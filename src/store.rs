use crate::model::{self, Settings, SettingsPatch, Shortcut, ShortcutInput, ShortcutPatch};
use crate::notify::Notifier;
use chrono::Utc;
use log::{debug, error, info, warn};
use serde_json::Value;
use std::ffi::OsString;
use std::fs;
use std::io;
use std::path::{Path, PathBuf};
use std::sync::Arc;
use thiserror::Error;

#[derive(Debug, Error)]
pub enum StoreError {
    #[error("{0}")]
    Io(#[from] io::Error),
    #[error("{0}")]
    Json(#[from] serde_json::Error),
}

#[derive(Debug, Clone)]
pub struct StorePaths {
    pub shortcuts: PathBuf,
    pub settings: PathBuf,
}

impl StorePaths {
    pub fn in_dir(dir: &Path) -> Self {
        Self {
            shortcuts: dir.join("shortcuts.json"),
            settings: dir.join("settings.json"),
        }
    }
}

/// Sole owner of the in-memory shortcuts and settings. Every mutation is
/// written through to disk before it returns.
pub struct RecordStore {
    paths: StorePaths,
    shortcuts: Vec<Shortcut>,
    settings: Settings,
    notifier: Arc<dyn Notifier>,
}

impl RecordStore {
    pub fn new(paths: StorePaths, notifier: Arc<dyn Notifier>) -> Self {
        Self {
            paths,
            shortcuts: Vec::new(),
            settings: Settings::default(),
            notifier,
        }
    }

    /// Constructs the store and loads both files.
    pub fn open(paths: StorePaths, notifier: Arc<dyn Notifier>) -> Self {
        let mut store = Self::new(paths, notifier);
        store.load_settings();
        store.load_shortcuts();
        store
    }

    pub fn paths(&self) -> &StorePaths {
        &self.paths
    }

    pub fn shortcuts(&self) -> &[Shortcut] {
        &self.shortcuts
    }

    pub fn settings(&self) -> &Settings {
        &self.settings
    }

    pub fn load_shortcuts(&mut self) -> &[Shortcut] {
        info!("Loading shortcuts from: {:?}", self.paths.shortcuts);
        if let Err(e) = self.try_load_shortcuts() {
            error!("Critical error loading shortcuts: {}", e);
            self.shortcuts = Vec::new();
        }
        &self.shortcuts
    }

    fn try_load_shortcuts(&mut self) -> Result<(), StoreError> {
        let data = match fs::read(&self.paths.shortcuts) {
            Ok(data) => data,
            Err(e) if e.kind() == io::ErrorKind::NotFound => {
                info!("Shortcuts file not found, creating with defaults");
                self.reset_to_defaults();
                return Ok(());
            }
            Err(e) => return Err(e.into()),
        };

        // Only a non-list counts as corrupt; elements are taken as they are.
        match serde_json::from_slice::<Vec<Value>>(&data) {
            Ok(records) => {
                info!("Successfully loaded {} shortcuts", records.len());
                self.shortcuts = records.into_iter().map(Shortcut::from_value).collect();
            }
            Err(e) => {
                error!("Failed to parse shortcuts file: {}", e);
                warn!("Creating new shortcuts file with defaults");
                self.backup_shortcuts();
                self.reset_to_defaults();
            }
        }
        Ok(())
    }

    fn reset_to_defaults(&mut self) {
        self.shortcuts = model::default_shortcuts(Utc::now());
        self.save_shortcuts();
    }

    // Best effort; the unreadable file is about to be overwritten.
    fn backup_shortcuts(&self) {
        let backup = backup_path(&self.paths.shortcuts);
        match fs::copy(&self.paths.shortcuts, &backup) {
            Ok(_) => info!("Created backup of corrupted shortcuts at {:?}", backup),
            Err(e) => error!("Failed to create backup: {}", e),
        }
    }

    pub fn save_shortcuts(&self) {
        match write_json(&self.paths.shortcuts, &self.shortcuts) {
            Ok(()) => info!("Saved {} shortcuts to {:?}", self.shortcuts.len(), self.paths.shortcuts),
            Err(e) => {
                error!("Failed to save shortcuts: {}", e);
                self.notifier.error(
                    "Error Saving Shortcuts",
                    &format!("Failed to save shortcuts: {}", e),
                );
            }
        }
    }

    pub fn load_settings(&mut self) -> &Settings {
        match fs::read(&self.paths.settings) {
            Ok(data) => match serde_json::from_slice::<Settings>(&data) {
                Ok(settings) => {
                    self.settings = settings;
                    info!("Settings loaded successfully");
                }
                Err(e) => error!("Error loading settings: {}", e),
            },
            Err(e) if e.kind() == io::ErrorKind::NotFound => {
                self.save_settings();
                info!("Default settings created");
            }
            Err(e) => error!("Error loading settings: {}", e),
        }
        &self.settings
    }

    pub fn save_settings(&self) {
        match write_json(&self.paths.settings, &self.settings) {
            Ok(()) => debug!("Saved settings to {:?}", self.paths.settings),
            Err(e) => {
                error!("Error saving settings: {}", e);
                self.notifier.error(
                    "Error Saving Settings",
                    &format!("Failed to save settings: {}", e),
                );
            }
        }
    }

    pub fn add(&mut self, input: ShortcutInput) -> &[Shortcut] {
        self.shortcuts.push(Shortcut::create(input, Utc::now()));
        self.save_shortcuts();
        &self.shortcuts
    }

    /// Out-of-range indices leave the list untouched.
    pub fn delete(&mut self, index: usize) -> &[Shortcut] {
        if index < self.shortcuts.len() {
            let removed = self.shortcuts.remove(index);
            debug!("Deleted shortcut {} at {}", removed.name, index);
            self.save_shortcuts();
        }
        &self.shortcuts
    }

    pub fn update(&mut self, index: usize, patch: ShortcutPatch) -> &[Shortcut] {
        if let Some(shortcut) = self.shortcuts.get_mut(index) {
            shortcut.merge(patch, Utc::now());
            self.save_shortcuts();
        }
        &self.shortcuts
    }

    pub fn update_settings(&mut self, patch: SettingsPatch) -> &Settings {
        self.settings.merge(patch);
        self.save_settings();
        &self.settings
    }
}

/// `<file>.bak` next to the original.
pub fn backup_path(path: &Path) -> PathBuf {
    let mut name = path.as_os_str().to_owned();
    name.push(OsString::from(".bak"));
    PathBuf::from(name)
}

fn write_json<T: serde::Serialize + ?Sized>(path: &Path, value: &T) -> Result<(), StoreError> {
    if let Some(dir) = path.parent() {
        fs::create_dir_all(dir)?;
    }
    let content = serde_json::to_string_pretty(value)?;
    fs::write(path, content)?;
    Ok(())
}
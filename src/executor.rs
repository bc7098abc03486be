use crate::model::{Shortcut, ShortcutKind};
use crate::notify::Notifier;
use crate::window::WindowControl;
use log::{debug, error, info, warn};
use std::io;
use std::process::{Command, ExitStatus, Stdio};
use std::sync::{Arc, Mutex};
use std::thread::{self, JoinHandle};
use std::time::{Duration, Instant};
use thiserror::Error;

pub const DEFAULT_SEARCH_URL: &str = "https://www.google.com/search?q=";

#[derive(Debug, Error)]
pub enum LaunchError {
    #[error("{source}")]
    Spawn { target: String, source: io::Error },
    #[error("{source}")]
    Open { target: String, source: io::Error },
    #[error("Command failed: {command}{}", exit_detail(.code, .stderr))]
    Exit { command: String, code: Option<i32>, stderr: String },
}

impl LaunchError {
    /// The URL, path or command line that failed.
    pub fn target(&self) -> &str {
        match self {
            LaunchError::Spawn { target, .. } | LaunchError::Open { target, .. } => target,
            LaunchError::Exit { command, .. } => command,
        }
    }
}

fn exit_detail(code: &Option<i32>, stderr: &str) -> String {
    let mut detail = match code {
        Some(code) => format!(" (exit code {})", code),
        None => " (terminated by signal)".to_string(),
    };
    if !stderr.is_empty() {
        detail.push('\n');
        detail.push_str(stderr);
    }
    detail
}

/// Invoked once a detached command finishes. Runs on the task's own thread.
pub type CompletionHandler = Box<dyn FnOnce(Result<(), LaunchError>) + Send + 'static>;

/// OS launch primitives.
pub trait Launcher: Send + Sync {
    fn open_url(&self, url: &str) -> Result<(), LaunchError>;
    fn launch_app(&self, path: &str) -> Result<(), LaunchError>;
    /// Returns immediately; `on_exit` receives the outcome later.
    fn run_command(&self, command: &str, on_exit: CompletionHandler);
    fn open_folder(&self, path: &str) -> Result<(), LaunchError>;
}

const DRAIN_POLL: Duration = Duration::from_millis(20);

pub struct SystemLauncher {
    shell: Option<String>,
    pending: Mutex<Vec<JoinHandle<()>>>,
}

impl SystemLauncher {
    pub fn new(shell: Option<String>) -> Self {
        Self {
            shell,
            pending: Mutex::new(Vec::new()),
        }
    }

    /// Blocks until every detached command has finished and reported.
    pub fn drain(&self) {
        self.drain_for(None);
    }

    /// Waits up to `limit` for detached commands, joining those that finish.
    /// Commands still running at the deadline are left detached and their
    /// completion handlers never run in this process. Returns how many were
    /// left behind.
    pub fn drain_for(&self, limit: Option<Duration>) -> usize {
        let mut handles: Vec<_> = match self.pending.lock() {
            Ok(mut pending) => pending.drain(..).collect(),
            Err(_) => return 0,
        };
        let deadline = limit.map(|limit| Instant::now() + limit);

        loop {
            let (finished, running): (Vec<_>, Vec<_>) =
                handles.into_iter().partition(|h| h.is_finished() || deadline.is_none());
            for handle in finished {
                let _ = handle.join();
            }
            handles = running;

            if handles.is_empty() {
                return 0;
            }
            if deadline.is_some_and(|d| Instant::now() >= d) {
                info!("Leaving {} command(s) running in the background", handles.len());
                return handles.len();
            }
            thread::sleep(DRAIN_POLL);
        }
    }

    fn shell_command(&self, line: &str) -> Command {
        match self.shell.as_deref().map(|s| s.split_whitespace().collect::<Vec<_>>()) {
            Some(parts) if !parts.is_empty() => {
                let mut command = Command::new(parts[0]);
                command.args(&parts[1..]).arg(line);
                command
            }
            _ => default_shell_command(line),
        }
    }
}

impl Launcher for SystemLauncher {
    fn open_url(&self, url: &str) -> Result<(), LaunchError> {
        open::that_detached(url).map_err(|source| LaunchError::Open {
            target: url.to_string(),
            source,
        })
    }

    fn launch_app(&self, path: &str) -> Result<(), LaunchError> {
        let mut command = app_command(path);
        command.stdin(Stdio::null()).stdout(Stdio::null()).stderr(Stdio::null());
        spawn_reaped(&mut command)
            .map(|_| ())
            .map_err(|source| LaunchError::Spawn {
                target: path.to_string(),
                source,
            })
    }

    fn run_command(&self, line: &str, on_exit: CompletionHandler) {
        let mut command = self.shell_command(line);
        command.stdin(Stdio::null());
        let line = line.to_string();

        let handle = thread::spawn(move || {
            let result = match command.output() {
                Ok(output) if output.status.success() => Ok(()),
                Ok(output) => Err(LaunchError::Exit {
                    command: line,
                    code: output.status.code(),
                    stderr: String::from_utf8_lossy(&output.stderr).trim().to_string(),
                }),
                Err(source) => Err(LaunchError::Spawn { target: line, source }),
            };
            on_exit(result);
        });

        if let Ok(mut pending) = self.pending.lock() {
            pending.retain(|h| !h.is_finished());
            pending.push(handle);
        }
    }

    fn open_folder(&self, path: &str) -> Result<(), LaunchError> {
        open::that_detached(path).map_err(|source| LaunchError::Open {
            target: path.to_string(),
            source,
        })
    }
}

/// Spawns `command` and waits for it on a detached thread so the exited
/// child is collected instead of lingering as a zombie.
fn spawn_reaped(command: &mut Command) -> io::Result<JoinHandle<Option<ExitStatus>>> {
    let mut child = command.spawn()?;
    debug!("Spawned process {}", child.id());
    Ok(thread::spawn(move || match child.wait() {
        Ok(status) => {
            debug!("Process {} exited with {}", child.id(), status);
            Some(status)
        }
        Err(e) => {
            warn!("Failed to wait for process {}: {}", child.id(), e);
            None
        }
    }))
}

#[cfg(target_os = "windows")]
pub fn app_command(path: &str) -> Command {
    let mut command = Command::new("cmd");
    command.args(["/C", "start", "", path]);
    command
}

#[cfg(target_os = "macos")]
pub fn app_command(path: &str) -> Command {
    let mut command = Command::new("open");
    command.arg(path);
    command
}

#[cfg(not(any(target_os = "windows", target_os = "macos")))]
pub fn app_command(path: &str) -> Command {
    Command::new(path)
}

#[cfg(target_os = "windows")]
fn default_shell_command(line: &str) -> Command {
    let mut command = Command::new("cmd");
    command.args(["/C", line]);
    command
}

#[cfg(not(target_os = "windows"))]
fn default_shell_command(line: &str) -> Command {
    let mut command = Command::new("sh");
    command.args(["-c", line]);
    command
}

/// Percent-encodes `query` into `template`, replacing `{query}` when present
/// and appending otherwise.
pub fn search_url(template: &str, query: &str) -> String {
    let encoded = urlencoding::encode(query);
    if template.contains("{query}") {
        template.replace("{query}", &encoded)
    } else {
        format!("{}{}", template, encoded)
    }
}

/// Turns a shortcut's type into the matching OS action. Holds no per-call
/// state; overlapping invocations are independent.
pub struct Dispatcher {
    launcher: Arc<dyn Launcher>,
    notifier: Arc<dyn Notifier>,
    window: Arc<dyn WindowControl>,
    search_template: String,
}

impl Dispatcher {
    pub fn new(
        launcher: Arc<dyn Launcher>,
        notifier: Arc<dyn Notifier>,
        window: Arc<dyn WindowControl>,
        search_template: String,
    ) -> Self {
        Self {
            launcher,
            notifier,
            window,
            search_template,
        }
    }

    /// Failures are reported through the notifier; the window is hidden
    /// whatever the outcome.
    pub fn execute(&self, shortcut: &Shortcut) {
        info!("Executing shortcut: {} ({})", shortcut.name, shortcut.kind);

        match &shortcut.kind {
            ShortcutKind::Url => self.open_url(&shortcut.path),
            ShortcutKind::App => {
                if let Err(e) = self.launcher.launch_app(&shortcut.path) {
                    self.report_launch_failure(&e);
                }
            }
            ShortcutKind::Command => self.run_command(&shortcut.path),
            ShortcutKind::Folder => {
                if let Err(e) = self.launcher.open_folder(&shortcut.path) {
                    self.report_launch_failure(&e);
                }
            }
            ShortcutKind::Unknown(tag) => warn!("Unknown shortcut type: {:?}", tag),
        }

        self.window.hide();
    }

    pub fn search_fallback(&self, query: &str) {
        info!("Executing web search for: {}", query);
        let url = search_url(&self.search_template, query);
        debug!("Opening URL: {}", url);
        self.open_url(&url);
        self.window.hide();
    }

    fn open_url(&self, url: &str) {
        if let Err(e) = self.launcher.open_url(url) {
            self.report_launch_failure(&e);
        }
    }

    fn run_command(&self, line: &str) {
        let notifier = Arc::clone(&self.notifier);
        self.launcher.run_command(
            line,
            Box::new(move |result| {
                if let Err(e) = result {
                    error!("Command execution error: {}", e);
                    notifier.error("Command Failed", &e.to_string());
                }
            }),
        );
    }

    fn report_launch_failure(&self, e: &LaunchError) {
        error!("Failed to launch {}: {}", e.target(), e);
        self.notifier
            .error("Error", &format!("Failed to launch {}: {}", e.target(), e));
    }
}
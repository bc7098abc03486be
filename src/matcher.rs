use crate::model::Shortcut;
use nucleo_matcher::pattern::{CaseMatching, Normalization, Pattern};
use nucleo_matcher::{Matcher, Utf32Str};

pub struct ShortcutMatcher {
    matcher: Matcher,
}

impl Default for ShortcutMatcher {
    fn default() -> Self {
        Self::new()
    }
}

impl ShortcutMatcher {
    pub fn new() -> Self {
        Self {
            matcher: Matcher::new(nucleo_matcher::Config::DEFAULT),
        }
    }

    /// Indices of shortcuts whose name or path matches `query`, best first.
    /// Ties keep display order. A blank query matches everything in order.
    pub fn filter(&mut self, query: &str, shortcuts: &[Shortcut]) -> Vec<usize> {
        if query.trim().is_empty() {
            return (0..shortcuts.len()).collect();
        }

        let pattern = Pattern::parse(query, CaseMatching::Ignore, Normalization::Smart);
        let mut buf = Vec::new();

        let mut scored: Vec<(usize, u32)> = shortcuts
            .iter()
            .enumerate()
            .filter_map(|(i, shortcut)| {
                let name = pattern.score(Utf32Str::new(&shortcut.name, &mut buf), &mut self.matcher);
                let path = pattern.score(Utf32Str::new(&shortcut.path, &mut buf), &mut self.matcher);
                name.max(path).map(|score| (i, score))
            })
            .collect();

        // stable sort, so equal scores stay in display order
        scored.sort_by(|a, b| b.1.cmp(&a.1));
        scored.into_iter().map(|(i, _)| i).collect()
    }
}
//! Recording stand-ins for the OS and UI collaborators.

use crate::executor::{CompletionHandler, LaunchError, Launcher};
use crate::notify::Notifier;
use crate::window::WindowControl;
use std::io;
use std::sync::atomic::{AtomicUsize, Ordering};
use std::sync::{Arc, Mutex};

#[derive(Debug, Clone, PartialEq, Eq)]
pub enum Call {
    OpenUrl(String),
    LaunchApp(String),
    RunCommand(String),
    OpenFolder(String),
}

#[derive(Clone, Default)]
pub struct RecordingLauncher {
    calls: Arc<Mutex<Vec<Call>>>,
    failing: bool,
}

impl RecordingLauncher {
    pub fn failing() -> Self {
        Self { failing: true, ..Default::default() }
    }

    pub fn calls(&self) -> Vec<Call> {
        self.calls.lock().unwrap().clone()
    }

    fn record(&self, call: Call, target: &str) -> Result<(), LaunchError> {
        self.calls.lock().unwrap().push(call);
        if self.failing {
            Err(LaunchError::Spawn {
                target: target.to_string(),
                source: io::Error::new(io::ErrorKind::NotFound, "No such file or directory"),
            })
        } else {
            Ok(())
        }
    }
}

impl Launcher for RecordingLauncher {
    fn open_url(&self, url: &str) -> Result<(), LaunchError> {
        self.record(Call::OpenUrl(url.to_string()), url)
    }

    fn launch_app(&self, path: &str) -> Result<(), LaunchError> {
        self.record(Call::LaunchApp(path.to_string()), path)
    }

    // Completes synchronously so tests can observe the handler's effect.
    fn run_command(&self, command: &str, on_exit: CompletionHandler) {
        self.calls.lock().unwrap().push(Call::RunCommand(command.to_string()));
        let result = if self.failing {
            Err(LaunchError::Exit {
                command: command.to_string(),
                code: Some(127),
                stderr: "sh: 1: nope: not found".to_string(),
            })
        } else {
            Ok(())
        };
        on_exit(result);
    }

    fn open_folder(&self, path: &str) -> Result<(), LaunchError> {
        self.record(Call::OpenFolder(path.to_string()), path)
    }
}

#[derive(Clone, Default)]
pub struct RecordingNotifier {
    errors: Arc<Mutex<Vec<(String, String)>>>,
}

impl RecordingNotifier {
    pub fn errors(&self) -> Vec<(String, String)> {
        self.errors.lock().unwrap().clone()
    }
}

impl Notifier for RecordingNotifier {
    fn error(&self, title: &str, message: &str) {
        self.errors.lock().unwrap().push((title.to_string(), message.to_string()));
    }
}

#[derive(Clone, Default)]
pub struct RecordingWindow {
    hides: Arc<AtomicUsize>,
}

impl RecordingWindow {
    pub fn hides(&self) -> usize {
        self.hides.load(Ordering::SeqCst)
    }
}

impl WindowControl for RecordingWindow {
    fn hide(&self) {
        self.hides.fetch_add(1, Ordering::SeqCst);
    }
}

:: Work to complete ::
Take the lines above from the one containing "pub fn in_dir(dir: &Path)" to the one containing "if let Err(e) = self.try_load_shortcuts()" and retype them exactly, both ends included, with nothing added.

:: Answer below ::
    pub fn in_dir(dir: &Path) -> Self {
        Self {
            shortcuts: dir.join("shortcuts.json"),
            settings: dir.join("settings.json"),
        }
    }
}

/// Sole owner of the in-memory shortcuts and settings. Every mutation is
/// written through to disk before it returns.
pub struct RecordStore {
    paths: StorePaths,
    shortcuts: Vec<Shortcut>,
    settings: Settings,
    notifier: Arc<dyn Notifier>,
}

impl RecordStore {
    pub fn new(paths: StorePaths, notifier: Arc<dyn Notifier>) -> Self {
        Self {
            paths,
            shortcuts: Vec::new(),
            settings: Settings::default(),
            notifier,
        }
    }

    /// Constructs the store and loads both files.
    pub fn open(paths: StorePaths, notifier: Arc<dyn Notifier>) -> Self {
        let mut store = Self::new(paths, notifier);
        store.load_settings();
        store.load_shortcuts();
        store
    }

    pub fn paths(&self) -> &StorePaths {
        &self.paths
    }

    pub fn shortcuts(&self) -> &[Shortcut] {
        &self.shortcuts
    }

    pub fn settings(&self) -> &Settings {
        &self.settings
    }

    pub fn load_shortcuts(&mut self) -> &[Shortcut] {
        info!("Loading shortcuts from: {:?}", self.paths.shortcuts);
        if let Err(e) = self.try_load_shortcuts() {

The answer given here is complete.